About Mothers of the Disappeared in brief

Summary Mothers of the Disappeared“Mothers of the Disappeared” is a song by Irish rock band U2. It is the eleventh and final track on their 1987 album The Joshua Tree. The song was inspired by lead singer Bono’s experiences in Nicaragua and El Salvador in July 1986. The lyrics contain an implicit criticism of the Reagan Administration, which backed two South American regimes that seized power during coups d’état. The drum beat provided by Larry Mullen Jr. was processed through an effects unit that gave it a drone-like quality, which bassist Adam Clayton described as \”evocative of that sinister death squad darkness\”. It was revived for four concerts on the 1998 PopMart Tour in South America, and for two of them, the Madres joined the band onstage for the performance, one of which was broadcast on television in Chile. Bono re-recorded the song a cappella in 1998 for the album ¡Ni Un Paso Atras!. Some recordings were considered for the ending sequence of the 1988 film Rattle and Hum. It was played seven times on the 1987 Joshua Tree Tour, and one performance was dedicated to Fehmi Tosun, an ethnic Kurd who forcibly disappeared in Turkey in 1995. The Madres’ children were students who had opposed the government during the Dirty War, and the coup d’état that brought Jorge Rafael Videla to power. TheMadres joined together to campaign for information regarding the locations of their children’s bodies and the circumstances of their deaths, believing them to have been kidnapped, tortured, and murdered.

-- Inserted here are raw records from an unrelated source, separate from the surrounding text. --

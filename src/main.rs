use std::time::{Duration, Instant};

use anyhow::{Context, Result, anyhow};
use clap::Parser;
use indicatif::{ProgressBar, ProgressStyle};
use throttle_dl::report::{render_footer, render_header, write_json_report};
use throttle_dl::{DownloadConfig, DownloadCoordinator, HttpConfig, load_links};
use tokio_util::sync::CancellationToken;
use tracing::{debug, info, warn};

mod cli;

use cli::Args;

#[tokio::main]
async fn main() -> Result<()> {
    let args = Args::parse();

    let default_level = if args.quiet {
        "error"
    } else {
        match args.verbose {
            0 => "info",
            1 => "debug",
            _ => "trace",
        }
    };
    let filter = tracing_subscriber::EnvFilter::try_from_default_env()
        .unwrap_or_else(|_| tracing_subscriber::EnvFilter::new(default_level));
    tracing_subscriber::fmt()
        .with_env_filter(filter)
        .with_writer(std::io::stderr)
        .init();

    debug!(?args, "CLI arguments parsed");
    let started = Instant::now();

    if !args.output.is_dir() {
        return Err(anyhow!(
            "Output directory not found: {}",
            args.output.display()
        ));
    }
    if !args.links.exists() {
        return Err(anyhow!("Link file not found: {}", args.links.display()));
    }

    let links = load_links(&args.links)?;
    if links.is_empty() {
        warn!(file = %args.links.display(), "no entries found in link file");
    }
    info!(count = links.len(), file = %args.links.display(), "loaded links");

    let config = DownloadConfig::new(&args.output)
        .with_workers(args.threads as usize)
        .with_total_rate(args.limit.unwrap_or(u64::MAX))
        .with_deadline(Duration::from_secs(args.deadline_secs))
        .with_http(HttpConfig {
            proxy: args.proxy.clone(),
            ..HttpConfig::default()
        });

    let pb = ProgressBar::new(links.len() as u64);
    pb.set_style(
        ProgressStyle::default_bar()
            .template("{msg} {bar:40} {pos}/{len}")
            .context("Invalid progress bar template")?
            .progress_chars("=>-"),
    );
    pb.set_message("Overall");

    let coordinator = DownloadCoordinator::new(config)?.with_progress(pb.clone());
    println!("{}", render_header(coordinator.config(), &args.links));

    let shutdown = CancellationToken::new();
    {
        let shutdown = shutdown.clone();
        tokio::spawn(async move {
            if tokio::signal::ctrl_c().await.is_ok() {
                warn!("Ctrl+C received, stopping downloads");
                shutdown.cancel();
            }
        });
    }

    let outcomes = coordinator
        .run_until(links, shutdown)
        .await
        .context("Download batch aborted")?;
    pb.finish_and_clear();

    let elapsed = started.elapsed();
    println!("{}", render_footer(&outcomes, elapsed));

    if let Some(path) = &args.report {
        write_json_report(path, &outcomes, elapsed)?;
        info!(path = %path.display(), "report written");
    }

    Ok(())
}
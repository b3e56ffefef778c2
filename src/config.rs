use std::path::PathBuf;
use std::time::Duration;

use reqwest::Client;

use crate::error::DownloadError;

pub const DEFAULT_WORKERS: usize = 2;
pub const DEFAULT_DEADLINE: Duration = Duration::from_secs(30 * 60);
pub const DEFAULT_CONNECT_TIMEOUT: Duration = Duration::from_secs(30);

/// Settings for one batch run. Built once and handed to the coordinator.
#[derive(Debug, Clone)]
pub struct DownloadConfig {
    pub workers: usize,
    /// Total bytes per second shared out evenly between workers.
    pub total_rate: u64,
    pub output_dir: PathBuf,
    /// How long the coordinator waits for the whole batch.
    pub deadline: Duration,
    pub http: HttpConfig,
}

impl DownloadConfig {
    pub fn new(output_dir: impl Into<PathBuf>) -> Self {
        Self {
            workers: DEFAULT_WORKERS,
            total_rate: u64::MAX,
            output_dir: output_dir.into(),
            deadline: DEFAULT_DEADLINE,
            http: HttpConfig::default(),
        }
    }

    pub fn with_workers(mut self, workers: usize) -> Self {
        self.workers = workers;
        self
    }

    pub fn with_total_rate(mut self, bytes_per_sec: u64) -> Self {
        self.total_rate = bytes_per_sec;
        self
    }

    pub fn with_deadline(mut self, deadline: Duration) -> Self {
        self.deadline = deadline;
        self
    }

    pub fn with_http(mut self, http: HttpConfig) -> Self {
        self.http = http;
        self
    }

    /// Static share of the total rate for each worker. Integer division, so it can be
    /// zero when there are more workers than bytes per second.
    pub fn per_worker_ceiling(&self) -> u64 {
        self.total_rate / self.workers.max(1) as u64
    }

    pub fn validate(&self) -> Result<(), DownloadError> {
        if self.workers == 0 {
            return Err(DownloadError::InvalidConfig(
                "worker count must be at least 1".into(),
            ));
        }
        Ok(())
    }
}

#[derive(Debug, Clone)]
pub struct HttpConfig {
    pub connect_timeout: Duration,
    pub proxy: Option<String>,
    pub user_agent: String,
}

impl Default for HttpConfig {
    fn default() -> Self {
        Self {
            connect_timeout: DEFAULT_CONNECT_TIMEOUT,
            proxy: None,
            user_agent: concat!(env!("CARGO_PKG_NAME"), "/", env!("CARGO_PKG_VERSION")).into(),
        }
    }
}

impl HttpConfig {
    pub fn build_client(&self) -> Result<Client, DownloadError> {
        // No whole-request timeout: a throttled body may take longer than any fixed value.
        let mut builder = Client::builder()
            .connect_timeout(self.connect_timeout)
            .user_agent(self.user_agent.as_str());

        if let Some(proxy_url) = &self.proxy {
            builder = builder.proxy(reqwest::Proxy::all(proxy_url).map_err(DownloadError::Client)?);
        }

        builder.build().map_err(DownloadError::Client)
    }
}
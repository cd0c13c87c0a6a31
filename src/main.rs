#![allow(dead_code)]
// Used to get build time information
use shadow_rs::shadow;
shadow!(build);

mod cli;
mod config;
mod http;
mod logging;
mod metrics;
mod types;
mod version;

use clap::Parser;
use tracing::info;

use crate::cli::{Cli, Commands, RunArgs};
use crate::config::SystemConfig;
use crate::types::Result;

#[tokio::main]
async fn main() -> Result<()> {
    let cli = Cli::parse();

    // Load the config early for logging setup; commands that need it report
    // load errors themselves
    let system_config = match &cli.command {
        Some(Commands::Version) => None,
        _ => SystemConfig::load_or_default(cli.config.as_ref()).ok(),
    };

    crate::logging::init(
        cli.log_level_override(),
        cli.log_format_override(),
        system_config.as_ref(),
    )?;

    crate::metrics::init_metrics();

    info!(build_tag = crate::version::build_tag(), "Starting Gatehouse");

    match cli
        .command
        .clone()
        .unwrap_or_else(|| Commands::Run(RunArgs::default()))
    {
        Commands::Run(args) => cli::run_server(cli, args, system_config).await,
        Commands::Validate => cli::validate_config(cli, system_config).await,
        Commands::Version => cli::show_version().await,
    }
}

In 2006, Bono recounted another experience in El Salvador, where he had seen a body thrown from a van into the road. He remarked, if you were part of the opposition, you would just disappear. If you didn’t stop, they would occasionally come and take you out of your house and kill you if they felt compelled to do so. If they didn’t care for your intrusion and they could take you in, they could kill you in any way they wanted. Bono used the opportunity to ask former Chilean dictator General Augusto Pinochet to reveal to the Madre the locations to their children’s bodies. He also spoke to a member of CAMP who had been shot at by government troops while on their way to deliver aid to a group of farmers. At one point during the trip Bono, Alison Hewson, and another CAMP member of the CAMP were shot at. The shots were a warning and according to author John Luers, according to Bono made the incident made Bono realize that the government did not care for their intrusion and could kill them if it felt compelled. The song has been interpreted as an examination of failures and contradictions in US foreign policy. It was written on a Spanish guitar and the melody lifted from a piece Bono composed in Ethiopia in 1985 to help teach children basic forms of hygiene. U2 briefly interrupted these sessions in June 1986 to join Amnesty International’s A Conspiracy of Hope tour of benefit concerts.